Purple potatoes are highly nutritious in and of themselves, with a wide range of minerals and vitamins – and more potassium than bananas! They also have a lower glycemic index (GI) than most other potatoes, thanks to their extra polyphenols, so if you’re watching your blood sugar, these potatoes are a wise choice. And they are loaded with antioxidants and gut-healthy resistant starch.

Bok Choy is high on the list for a healthy, leafy green that will nourish your kidney energy. While considered a cruciferous vegetable, I love that it’s easy to prep, mild in taste, and cooks fast, which is a much better alternative (for me personally) than broccoli or Brussels sprouts, which I love but take longer to cook and prep.

The water chestnuts pack a nutritious punch: they can reduce oxidative stress, are loaded with antioxidants, and again, super easy to prep! You can almost eat them straight out of the can: just rinse, and toss them right into your recipe. I simmer the potatoes, a shallot, some garlic, a bit of dried ginger and coriander in coconut milk (another wonderful addition to boost kidney energy), and at the very end I toss in the Bok Choy and water chestnuts.

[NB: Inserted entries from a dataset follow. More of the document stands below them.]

use std::sync::atomic::{AtomicU64, Ordering};

use serde::Serialize;
use sparkle_core::config::{LlmConfig, ModelSpec, RouterConfig, RoutingStrategy};
use sparkle_core::Tier;
use tracing::debug;

use crate::complexity::Complexity;

/// Rolling per-tier outcome counters feeding routing decisions.
#[derive(Debug, Default)]
struct TierCounters {
    requests: AtomicU64,
    successes: AtomicU64,
    total_latency_ms: AtomicU64,
}

impl TierCounters {
    fn success_rate(&self) -> f64 {
        let requests = self.requests.load(Ordering::Relaxed);
        if requests == 0 {
            // Optimistic prior: an unused tier is assumed healthy so the
            // router will try it.
            return 1.0;
        }
        self.successes.load(Ordering::Relaxed) as f64 / requests as f64
    }

    fn avg_latency_ms(&self) -> f64 {
        let requests = self.requests.load(Ordering::Relaxed);
        if requests == 0 {
            return 0.0;
        }
        self.total_latency_ms.load(Ordering::Relaxed) as f64 / requests as f64
    }
}

/// Snapshot exposed by the routing-stats endpoint.
#[derive(Debug, Serialize)]
pub struct RouterStats {
    pub strategy: &'static str,
    pub fast_requests: u64,
    pub fast_success_rate: f64,
    pub fast_avg_latency_ms: f64,
    pub balanced_requests: u64,
    pub balanced_success_rate: f64,
    pub balanced_avg_latency_ms: f64,
}

/// Strategy seam: pick a tier from the complexity level and live tier stats.
pub trait RouteStrategy: Send + Sync {
    fn name(&self) -> &'static str;
    fn select(&self, complexity: Complexity, fast_success_rate: f64, avg_latency_ms: f64) -> Tier;
}

/// simple→fast; medium→fast while the fast tier stays healthy; complex→balanced.
struct CostOptimized {
    fast_success_floor: f64,
}

impl RouteStrategy for CostOptimized {
    fn name(&self) -> &'static str {
        "cost_optimized"
    }

    fn select(&self, complexity: Complexity, fast_success_rate: f64, _avg_latency_ms: f64) -> Tier {
        match complexity {
            Complexity::Simple => Tier::Fast,
            Complexity::Medium => {
                if fast_success_rate >= self.fast_success_floor {
                    Tier::Fast
                } else {
                    Tier::Balanced
                }
            }
            Complexity::Complex => Tier::Balanced,
        }
    }
}

/// simple→fast; everything else→balanced.
struct PerformanceOptimized;

impl RouteStrategy for PerformanceOptimized {
    fn name(&self) -> &'static str {
        "performance_optimized"
    }

    fn select(&self, complexity: Complexity, _fast: f64, _latency: f64) -> Tier {
        match complexity {
            Complexity::Simple => Tier::Fast,
            _ => Tier::Balanced,
        }
    }
}

/// simple→fast; medium→balanced only while latency is within the SLO;
/// complex→balanced.
struct BalancedStrategy {
    latency_slo_ms: f64,
}

impl RouteStrategy for BalancedStrategy {
    fn name(&self) -> &'static str {
        "balanced"
    }

    fn select(&self, complexity: Complexity, _fast: f64, avg_latency_ms: f64) -> Tier {
        match complexity {
            Complexity::Simple => Tier::Fast,
            Complexity::Medium => {
                if avg_latency_ms <= self.latency_slo_ms {
                    Tier::Balanced
                } else {
                    Tier::Fast
                }
            }
            Complexity::Complex => Tier::Balanced,
        }
    }
}

/// Complexity-based model router over the two configured tiers.
pub struct ModelRouter {
    strategy: Box<dyn RouteStrategy>,
    fast_spec: ModelSpec,
    balanced_spec: ModelSpec,
    fast: TierCounters,
    balanced: TierCounters,
}

impl ModelRouter {
    pub fn new(router_config: &RouterConfig, llm_config: &LlmConfig) -> Self {
        let strategy: Box<dyn RouteStrategy> = match router_config.strategy {
            RoutingStrategy::CostOptimized => Box::new(CostOptimized {
                fast_success_floor: router_config.fast_success_floor,
            }),
            RoutingStrategy::PerformanceOptimized => Box::new(PerformanceOptimized),
            RoutingStrategy::Balanced => Box::new(BalancedStrategy {
                latency_slo_ms: router_config.latency_slo_ms as f64,
            }),
        };
        Self {
            strategy,
            fast_spec: llm_config.fast.clone(),
            balanced_spec: llm_config.balanced.clone(),
            fast: TierCounters::default(),
            balanced: TierCounters::default(),
        }
    }

    pub fn route(&self, complexity: Complexity) -> Tier {
        let tier = self.strategy.select(
            complexity,
            self.fast.success_rate(),
            self.balanced.avg_latency_ms(),
        );
        debug!(complexity = complexity.as_str(), tier = %tier, "model routed");
        tier
    }

    pub fn model_for(&self, tier: Tier) -> &ModelSpec {
        match tier {
            Tier::Fast => &self.fast_spec,
            Tier::Balanced => &self.balanced_spec,
        }
    }

    /// Which tier a model id belongs to; balanced wins when the tiers are
    /// configured to the same id.
    pub fn tier_of(&self, model_id: &str) -> Tier {
        if model_id == self.balanced_spec.id {
            Tier::Balanced
        } else {
            Tier::Fast
        }
    }

    pub fn record_outcome(&self, tier: Tier, ok: bool, latency_ms: u64) {
        let counters = match tier {
            Tier::Fast => &self.fast,
            Tier::Balanced => &self.balanced,
        };
        counters.requests.fetch_add(1, Ordering::Relaxed);
        if ok {
            counters.successes.fetch_add(1, Ordering::Relaxed);
        }
        counters
            .total_latency_ms
            .fetch_add(latency_ms, Ordering::Relaxed);
    }

    pub fn stats(&self) -> RouterStats {
        RouterStats {
            strategy: self.strategy.name(),
            fast_requests: self.fast.requests.load(Ordering::Relaxed),
            fast_success_rate: self.fast.success_rate(),
            fast_avg_latency_ms: self.fast.avg_latency_ms(),
            balanced_requests: self.balanced.requests.load(Ordering::Relaxed),
            balanced_success_rate: self.balanced.success_rate(),
            balanced_avg_latency_ms: self.balanced.avg_latency_ms(),
        }
    }
}

#[cfg(test)]
mod tests {
    use super::*;

    fn router(strategy: RoutingStrategy) -> ModelRouter {
        let router_config = RouterConfig {
            strategy,
            ..RouterConfig::default()
        };
        ModelRouter::new(&router_config, &LlmConfig::default())
    }

    #[test]
    fn cost_optimized_keeps_medium_on_fast_while_healthy() {
        let r = router(RoutingStrategy::CostOptimized);
        assert_eq!(r.route(Complexity::Simple), Tier::Fast);
        assert_eq!(r.route(Complexity::Medium), Tier::Fast);
        assert_eq!(r.route(Complexity::Complex), Tier::Balanced);
    }

    #[test]
    fn cost_optimized_demotes_medium_when_fast_degrades() {
        let r = router(RoutingStrategy::CostOptimized);
        // 10 requests, 5 failures: 50% success < 90% floor.
        for i in 0..10 {
            r.record_outcome(Tier::Fast, i % 2 == 0, 100);
        }
        assert_eq!(r.route(Complexity::Medium), Tier::Balanced);
        // Simple stays on fast regardless.
        assert_eq!(r.route(Complexity::Simple), Tier::Fast);
    }

    #[test]
    fn performance_optimized_upgrades_medium() {
        let r = router(RoutingStrategy::PerformanceOptimized);
        assert_eq!(r.route(Complexity::Medium), Tier::Balanced);
    }

    #[test]
    fn balanced_respects_latency_slo() {
        let r = router(RoutingStrategy::Balanced);
        assert_eq!(r.route(Complexity::Medium), Tier::Balanced);
        // Blow the SLO on the balanced tier.
        for _ in 0..5 {
            r.record_outcome(Tier::Balanced, true, 10_000);
        }
        assert_eq!(r.route(Complexity::Medium), Tier::Fast);
    }

    #[test]
    fn stats_reflect_recorded_outcomes() {
        let r = router(RoutingStrategy::CostOptimized);
        r.record_outcome(Tier::Fast, true, 100);
        r.record_outcome(Tier::Fast, false, 300);
        let stats = r.stats();
        assert_eq!(stats.fast_requests, 2);
        assert!((stats.fast_success_rate - 0.5).abs() < 1e-9);
        assert!((stats.fast_avg_latency_ms - 200.0).abs() < 1e-9);
    }
}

Place the sesame salmon over a bed of the potato mixture, squeeze a bit of lime, top with cilantro, and savor this yin-boosting, kidney-Qi-nurturing, delicious dinner.

I linked the sesame seeds and avocado oil below. I’m excited to start using these powerhouse seeds even more in future recipes. Enjoy!

Black Sesame Crusted Salmon

Recipe by Alessandra Macaluso
5.0 from 1 vote
Course: Dairy-Free, Gluten-Free, Recipes, Season, WinterCuisine: Dinner
Servings

4

servings
Cooking time

40

minutes
Cook Mode

Keep the screen of your device on

Ingredients

  • 2-4 6 oz salmon filets, rinsed and patted dry, skin removed and checked for bones

  • 1 tsp. sea salt

  • 1/2 tsp. fresh ground black pepper

  • 3 tbsp. avocado oil, divided

  • 1/4 cup black sesame seeds, spread evenly on a flat plate

  • 2 tbsp. ghee or unsalted butter

  • 1 medium shallot, diced

  • 3 cloves garlic, minced

  • 1/4 tsp. ground ginger

  • 1/2 tsp. ground cardamom

  • 4-5 medium purple potatoes, chopped into 1-inch chunks (mine were skinny, so I used extra)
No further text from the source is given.